*Collected data entries*.

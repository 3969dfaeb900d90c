//! Observability infrastructure for the energy predictor
//!
//! Provides:
//! - Prometheus metrics (prediction latency, outcomes, model info)
//! - Structured JSON logging with tracing

use crate::error::{InferenceError, ValidationError};
use crate::models::{EnergyEstimate, EstimatorKind};
use crate::service::InferenceStage;
use prometheus::{
    register_gauge_vec, register_histogram, register_int_counter_vec, GaugeVec, Histogram,
    IntCounterVec,
};
use std::sync::OnceLock;
use tracing::{info, warn};

/// Histogram buckets for prediction latency (in seconds)
const LATENCY_BUCKETS: &[f64] = &[
    0.00001, 0.00005, 0.0001, 0.0005, 0.001, 0.0025, 0.005, 0.01, 0.025, 0.05, 0.1,
];

/// Global metrics instance (registered once)
static GLOBAL_METRICS: OnceLock<PredictorMetricsInner> = OnceLock::new();

struct PredictorMetricsInner {
    prediction_latency_seconds: Histogram,
    predictions: IntCounterVec,
    validation_errors: IntCounterVec,
    inference_errors: IntCounterVec,
    model_info: GaugeVec,
}

impl PredictorMetricsInner {
    fn new() -> Self {
        Self {
            prediction_latency_seconds: register_histogram!(
                "energy_predictor_prediction_latency_seconds",
                "Time spent in model inference and post-processing",
                LATENCY_BUCKETS.to_vec()
            )
            .expect("Failed to register prediction_latency_seconds"),

            predictions: register_int_counter_vec!(
                "energy_predictor_predictions_total",
                "Successful predictions by estimator kind",
                &["estimator"]
            )
            .expect("Failed to register predictions_total"),

            validation_errors: register_int_counter_vec!(
                "energy_predictor_validation_errors_total",
                "Rejected parameter sets by field",
                &["field"]
            )
            .expect("Failed to register validation_errors_total"),

            inference_errors: register_int_counter_vec!(
                "energy_predictor_inference_errors_total",
                "Failed inferences by reason and stage",
                &["reason", "stage"]
            )
            .expect("Failed to register inference_errors_total"),

            model_info: register_gauge_vec!(
                "energy_predictor_model_info",
                "Information about the loaded predictive model",
                &["version", "estimator"]
            )
            .expect("Failed to register model_info"),
        }
    }
}

/// Handle to the process-wide Prometheus metrics
///
/// Clones share the same underlying metrics.
#[derive(Clone)]
pub struct PredictorMetrics {
    _private: (),
}

impl Default for PredictorMetrics {
    fn default() -> Self {
        Self::new()
    }
}

impl std::fmt::Debug for PredictorMetrics {
    fn fmt(&self, f: &mut std::fmt::Formatter<'_>) -> std::fmt::Result {
        f.write_str("PredictorMetrics")
    }
}

impl PredictorMetrics {
    /// Create a metrics handle (initializes global metrics if needed)
    pub fn new() -> Self {
        GLOBAL_METRICS.get_or_init(PredictorMetricsInner::new);
        Self { _private: () }
    }

    fn inner(&self) -> &PredictorMetricsInner {
        GLOBAL_METRICS.get_or_init(PredictorMetricsInner::new)
    }

    pub fn observe_prediction_latency(&self, duration_secs: f64) {
        self.inner().prediction_latency_seconds.observe(duration_secs);
    }

    pub fn inc_predictions(&self, estimator: EstimatorKind) {
        self.inner()
            .predictions
            .with_label_values(&[estimator.as_str()])
            .inc();
    }

    pub fn inc_validation_errors(&self, field: &str) {
        self.inner().validation_errors.with_label_values(&[field]).inc();
    }

    pub fn inc_inference_errors(&self, reason: &str, stage: InferenceStage) {
        self.inner()
            .inference_errors
            .with_label_values(&[reason, stage.as_str()])
            .inc();
    }

    /// Update model info, replacing the previous labels
    pub fn set_model_info(&self, version: &str, estimator: EstimatorKind) {
        self.inner().model_info.reset();
        self.inner()
            .model_info
            .with_label_values(&[version, estimator.as_str()])
            .set(1.0);
    }

    pub fn clear_model_info(&self) {
        self.inner().model_info.reset();
    }
}

/// Structured logger for predictor events
///
/// Emits fixed-schema events so logs can be queried by `event`.
#[derive(Debug, Clone)]
pub struct StructuredLogger {
    service: String,
}

impl StructuredLogger {
    pub fn new(service: impl Into<String>) -> Self {
        Self {
            service: service.into(),
        }
    }

    pub fn log_prediction(&self, estimate: &EnergyEstimate, elapsed_us: u128) {
        info!(
            event = "prediction_generated",
            service = %self.service,
            predicted_value = estimate.predicted_value(),
            cooling_load = estimate.cooling_load(),
            heating_load = estimate.heating_load(),
            efficiency_tier = %estimate.efficiency_tier(),
            estimator = %estimate.estimator(),
            model_version = %estimate.model_version(),
            elapsed_us = elapsed_us as u64,
            "Generated energy prediction"
        );
    }

    pub fn log_validation_failure(&self, error: &ValidationError) {
        info!(
            event = "validation_failed",
            service = %self.service,
            field = error.field,
            value = error.value,
            expected_range = %error.expected_range,
            kind = %error.kind,
            "Rejected building parameters"
        );
    }

    pub fn log_inference_failure(&self, error: &InferenceError, stage: InferenceStage) {
        warn!(
            event = "prediction_failed",
            service = %self.service,
            reason = error.reason(),
            stage = stage.as_str(),
            error = %error,
            "Inference failed"
        );
    }

    pub fn log_model_loaded(&self, version: &str, estimator: EstimatorKind) {
        info!(
            event = "model_loaded",
            service = %self.service,
            model_version = %version,
            estimator = %estimator,
            "Predictive model ready"
        );
    }

    pub fn log_model_unavailable(&self, reason: &str) {
        warn!(
            event = "model_unavailable",
            service = %self.service,
            reason = %reason,
            "No predictive model loaded, predictions will fail until restart"
        );
    }

    pub fn log_startup(&self, version: &str, model_version: &str) {
        info!(
            event = "service_started",
            service = %self.service,
            service_version = %version,
            model_version = %model_version,
            "Energy predictor started"
        );
    }

    pub fn log_shutdown(&self, reason: &str) {
        info!(
            event = "service_shutdown",
            service = %self.service,
            reason = %reason,
            "Energy predictor shutting down"
        );
    }
}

*WHAT THE TASK ASKS*. Go through the entries above and copy each line holding the string "Rejected".

*ANSWER TO THE PROBLEM*.
                "Rejected parameter sets by field",
            "Rejected building parameters"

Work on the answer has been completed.